The Second Circuit ruled, in an appeal stemming from the bankruptcy of American Airlines's parent, AMR Corp., that ipso facto clauses do NOT, ipso facto, run afoul of bankruptcy law.
The ipso facto provisions in question appeared in Indentures. The Indentures set out terms and conditions for borrowing money to finance the purchase of air frames and jet engines. The Indentures called for automatic acceleration of the debt — making it come due all at once — if and when the borrower filed for bankruptcy protection. They also — to the chagrin of the Trustee, U.S. Bank — barred the Trustee from demanding and getting a "Make-Whole" payment upon acceleration of the debt. The Make-Whole thing would have given U.S. Bank all the principal AND interest that the borrower would have paid over the life of the loans in one gigantic lump sum.
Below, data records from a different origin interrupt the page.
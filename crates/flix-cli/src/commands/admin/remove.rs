//! Remove command implementation.

use anyhow::{Context, Result};
use clap::Args;

use flix_core::ContentId;

use crate::context::AppContext;
use crate::output;

#[derive(Args, Debug)]
pub struct RemoveArgs {
    /// Id of the title to delete
    pub id: ContentId,
}

pub async fn run(args: RemoveArgs, ctx: &AppContext) -> Result<()> {
    let store = ctx.store();
    let title = store.get(args.id).map(|record| record.title);

    store.remove(args.id).context("Failed to remove title")?;

    match title {
        Some(title) => output::success(&format!("Removed '{}'", title)),
        None => output::success(&format!("Removed {}", args.id)),
    }
    Ok(())
}
//! Filesystem key-value storage.
//!
//! ## Directory Structure
//!
//! ```text
//! $ROOT/storage/
//! ├── .lock
//! ├── contentModifications.json
//! └── currentUser.json
//! ```
//!
//! Every process that opens the same root shares the same values, the way
//! browser tabs on one origin share local storage. Writes take an exclusive
//! lock on `.lock` and replace the value file atomically, so a reader
//! never observes a half-written value.

use std::collections::HashMap;
use std::fs::{self, File, OpenOptions};
use std::path::{Path, PathBuf};
use std::sync::{Arc, Mutex, PoisonError};
use std::time::Duration;

use fs2::FileExt;
use tracing::{debug, instrument};

use flix_core::Result;
use flix_core::error::{InvalidInputError, StorageError};
use flix_core::traits::Persistence;

use crate::events::FileEvents;

const DEFAULT_POLL_INTERVAL: Duration = Duration::from_millis(500);

/// A write made through this handle (`value` is `None` for a removal).
#[derive(Debug, Clone, PartialEq, Eq)]
pub(crate) struct OwnWrite {
    pub(crate) generation: u64,
    pub(crate) value: Option<String>,
}

/// The latest write this handle made under each key.
///
/// Generations increase with every write so an event stream can tell a
/// write it has already accounted for from a newer one.
#[derive(Debug, Default)]
pub(crate) struct WriteLog {
    next_generation: u64,
    entries: HashMap<String, OwnWrite>,
}

impl WriteLog {
    fn record(&mut self, key: &str, value: Option<&str>) -> u64 {
        self.next_generation += 1;
        let generation = self.next_generation;
        self.entries.insert(
            key.to_string(),
            OwnWrite {
                generation,
                value: value.map(str::to_string),
            },
        );
        generation
    }

    /// Drop the entry for `key` if it is still the given write.
    fn retract(&mut self, key: &str, generation: u64) {
        if self
            .entries
            .get(key)
            .is_some_and(|own| own.generation == generation)
        {
            self.entries.remove(key);
        }
    }

    pub(crate) fn get(&self, key: &str) -> Option<&OwnWrite> {
        self.entries.get(key)
    }

    pub(crate) fn generations(&self) -> HashMap<String, u64> {
        self.entries
            .iter()
            .map(|(key, own)| (key.clone(), own.generation))
            .collect()
    }
}

pub(crate) type Written = Arc<Mutex<WriteLog>>;

/// Filesystem-backed persistence rooted at a directory.
///
/// Clones share the record of their own writes, so a clone's events do not
/// report writes made through the original.
#[derive(Debug, Clone)]
pub struct FileStorage {
    root: PathBuf,
    poll_interval: Duration,
    written: Written,
}

impl FileStorage {
    /// Create a storage handle at the given root directory.
    ///
    /// Nothing is created on disk until the first write.
    pub fn new(root: impl AsRef<Path>) -> Self {
        Self {
            root: root.as_ref().to_path_buf(),
            poll_interval: DEFAULT_POLL_INTERVAL,
            written: Arc::default(),
        }
    }

    /// How often the event stream rescans in case a watcher event was missed.
    pub fn with_poll_interval(mut self, interval: Duration) -> Self {
        self.poll_interval = interval;
        self
    }

    /// Get the root directory path.
    pub fn root(&self) -> &Path {
        &self.root
    }

    /// Get the directory holding the value files.
    pub fn storage_dir(&self) -> PathBuf {
        self.root.join("storage")
    }

    fn lock_path(&self) -> PathBuf {
        self.storage_dir().join(".lock")
    }

    pub(crate) fn value_path(&self, key: &str) -> PathBuf {
        self.storage_dir().join(format!("{}.json", key))
    }

    pub(crate) fn poll_interval(&self) -> Duration {
        self.poll_interval
    }

    pub(crate) fn written(&self) -> &Written {
        &self.written
    }

    /// Keys are used as file names.
    fn validate_key(key: &str) -> Result<()> {
        let valid = !key.is_empty()
            && !key.starts_with('.')
            && key
                .chars()
                .all(|c| c.is_ascii_alphanumeric() || c == '-' || c == '_' || c == '.');

        if !valid {
            return Err(InvalidInputError::Other {
                message: format!("invalid storage key '{}'", key),
            }
            .into());
        }
        Ok(())
    }

    /// Read a value file directly, bypassing key validation.
    pub(crate) fn read_path(path: &Path) -> Result<Option<String>> {
        match fs::read_to_string(path) {
            Ok(content) => Ok(Some(content)),
            Err(e) if e.kind() == std::io::ErrorKind::NotFound => Ok(None),
            Err(e) => Err(e.into()),
        }
    }

    fn lock(&self) -> Result<File> {
        let dir = self.storage_dir();
        fs::create_dir_all(&dir).map_err(|e| StorageError::Unavailable {
            message: format!("cannot create {}: {}", dir.display(), e),
        })?;

        let lock_file = OpenOptions::new()
            .create(true)
            .write(true)
            .truncate(false)
            .open(self.lock_path())?;

        lock_file.lock_exclusive()?;
        Ok(lock_file)
    }

    fn remember(&self, key: &str, value: Option<&str>) -> u64 {
        self.written
            .lock()
            .unwrap_or_else(PoisonError::into_inner)
            .record(key, value)
    }

    fn forget(&self, key: &str, generation: u64) {
        self.written
            .lock()
            .unwrap_or_else(PoisonError::into_inner)
            .retract(key, generation);
    }
}

impl Persistence for FileStorage {
    type Events = FileEvents;

    fn get(&self, key: &str) -> Result<Option<String>> {
        Self::validate_key(key)?;
        Self::read_path(&self.value_path(key))
    }

    #[instrument(skip(self, value), fields(bytes = value.len()))]
    fn set(&self, key: &str, value: &str) -> Result<()> {
        Self::validate_key(key)?;
        let lock_file = self.lock()?;

        let path = self.value_path(key);
        let temp_path = path.with_extension("json.tmp");
        fs::write(&temp_path, value)?;
        // Recorded before the rename so a concurrent rescan never mistakes
        // this write for another process's.
        let generation = self.remember(key, Some(value));
        if let Err(e) = fs::rename(&temp_path, &path) {
            self.forget(key, generation);
            let _ = fs::remove_file(&temp_path);
            return Err(e.into());
        }

        lock_file.unlock()?;

        debug!(path = %path.display(), "Stored value");
        Ok(())
    }

    #[instrument(skip(self))]
    fn remove(&self, key: &str) -> Result<()> {
        Self::validate_key(key)?;
        let path = self.value_path(key);
        if !path.exists() {
            return Ok(());
        }

        let lock_file = self.lock()?;
        let generation = self.remember(key, None);
        match fs::remove_file(&path) {
            Ok(()) => {}
            Err(e) if e.kind() == std::io::ErrorKind::NotFound => {}
            Err(e) => {
                self.forget(key, generation);
                return Err(e.into());
            }
        }
        lock_file.unlock()?;

        debug!(path = %path.display(), "Removed value");
        Ok(())
    }

    fn events(&self) -> Result<Self::Events> {
        FileEvents::from_storage(self.clone())
    }
}
//! Persistence backend trait.

use futures_core::Stream;

use crate::Result;

/// A value under `key` was changed by another context.
#[derive(Debug, Clone, PartialEq, Eq)]
pub struct StorageEvent {
    /// The key that changed.
    pub key: String,
}

/// Stream of storage events from other contexts.
pub trait StorageEvents: Stream<Item = StorageEvent> + Send {}

impl<T> StorageEvents for T where T: Stream<Item = StorageEvent> + Send {}

/// An origin-scoped key-value store shared by every context.
///
/// Reads and writes are whole-value: there is no partial update and no
/// transaction spanning a read and a later write. Concurrent writers race
/// and the last write wins.
pub trait Persistence: Send + Sync {
    /// Event stream type for this backend.
    type Events: StorageEvents;

    /// Read the value stored under `key`.
    fn get(&self, key: &str) -> Result<Option<String>>;

    /// Replace the value stored under `key`.
    fn set(&self, key: &str, value: &str) -> Result<()>;

    /// Delete the value stored under `key`; deleting a missing key is not an error.
    fn remove(&self, key: &str) -> Result<()>;

    /// Subscribe to changes made by other contexts.
    ///
    /// Writes made through this handle are not reported back to it.
    fn events(&self) -> Result<Self::Events>;
}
Not fair, we hear U.S. Bank yelling, in that husky banker's voice. AMR got to avoid paying us Make-Whole money by filing under chapter 11 and then refinancing its debt to us at cheaper interest rates. We want our money! Little banker's fist shaking in rage.
But the Second Circuit said no, affirming the bankruptcy court. U.S. Bank Trust Nat'l Ass'n v. AMR Corp., No. 13-1204-cv (2d Cir. Sept. 12, 2013). The ban on ipso facto clauses applies only to "executory" contracts, the panel said, but we do not learn why the loans didn't qualify (although we gather U.S. Trust had done about all it needed to do when it loaned the money).